Aberrant methylation of the CHFR gene is frequently detected in non-invasive colorectal cancer

Gastroenterological Surgery, Nagoya University Graduate School of Medicine, Showa-ku, Nagoya 466-8560, Japan.
Anticancer research (Impact Factor: 1.83). 11/2006; 26(6B):4267-70.
Source: PubMed


Aberrant methylation of the CHFR gene associated with gene silencing has been reported in several primary tumors. In order to define the role of CHFR in the tumorigenic pathway of the colorectum, the methylation of CHFR was examined in tumors from colorectal cancer patients.
Ninety-eight colorectal cancer patients were examined using a methylation-specific PCR (MSP) for CHFR CpG island in primary tumors.
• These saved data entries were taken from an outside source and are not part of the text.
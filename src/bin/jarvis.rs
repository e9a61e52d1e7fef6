use std::fs::File;
use std::sync::Mutex;

use anyhow::Context;
use clap::Parser;
use neural_runner::app::App;
use neural_runner::build_info;
use neural_runner::config::AppConfig;
use neural_runner::health;
use tracing::{info, warn};
use tracing_subscriber::EnvFilter;

/// Neural Runner: gesture-controlled runner with a voice assistant
#[derive(Debug, Parser)]
#[command(name = "jarvis", version)]
struct Args {
    /// Configuration profile (overrides APP_PROFILE)
    #[arg(short, long)]
    profile: Option<String>,

    /// Run without the terminal UI; stdin lines are voice commands
    #[arg(long)]
    headless: bool,

    /// Stop a headless run after this many frames
    #[arg(long, requires = "headless")]
    frames: Option<u64>,

    /// Seed for obstacle generation
    #[arg(long)]
    seed: Option<u64>,

    /// Run the health checks and exit
    #[arg(long, conflicts_with = "headless")]
    health: bool,
}

fn load_config(profile: Option<&str>) -> anyhow::Result<AppConfig> {
    let config = match profile {
        Some(profile) => AppConfig::load(profile),
        None => AppConfig::load_from_env(),
    };
    config.context("failed to load configuration")
}

/// Terminal mode logs to a file so output does not tear the screen
fn init_logging(config: &AppConfig, to_file: bool) -> anyhow::Result<()> {
    let filter = EnvFilter::try_from_default_env()
        .or_else(|_| EnvFilter::try_new(&config.log.filter))
        .context("invalid log filter")?;
    let builder = tracing_subscriber::fmt().with_env_filter(filter);

    if to_file {
        let file = File::create(&config.log.file)
            .with_context(|| format!("failed to create {}", config.log.file.display()))?;
        builder.with_ansi(false).with_writer(Mutex::new(file)).init();
    } else {
        builder.with_writer(std::io::stderr).init();
    }
    Ok(())
}

#[tokio::main]
async fn main() -> anyhow::Result<()> {
    let args = Args::parse();
    let config = load_config(args.profile.as_deref())?;

    if args.health {
        init_logging(&config, false)?;
        let report = health::run_checks_for(&config);
        health::print_report(&report);
        std::process::exit(report.exit_code());
    }

    init_logging(&config, !args.headless)?;
    info!(version = %build_info::version_string(), "jarvis starting");

    let app = App::new(config, args.seed);
    if args.headless {
        let summary = app.run_headless(args.frames).await?;
        println!(
            "frames: {}  score: {}  best: {}",
            summary.frames, summary.score, summary.best_score
        );
    } else if let Err(e) = app.run_terminal().await {
        warn!(error = %e, "Terminal session failed");
        return Err(e.into());
    }
    Ok(())
}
An aberrant methylation of the CHFR gene was detected in 25 out of 98 (26%) primary colorectal cancers. No methylation was detected in the corresponding normal tissue specimens. This finding suggested that an aberrant methylation of the CHFR gene occurs frequently in colorectal cancers. After a methylation analysis of all samples, the clinicopathological data were correlated with these results. A significant difference was found in the tumor (p = 0.035), thus, indicating that in early colorectal cancer the CHFR gene was more frequently methylated than in advanced cases.
These findings suggest that CHFR might act as a tumor suppressor in at least some colorectal cancers and that CHFR methylation might, therefore, be a particular phenomenon of early colorectal cancer.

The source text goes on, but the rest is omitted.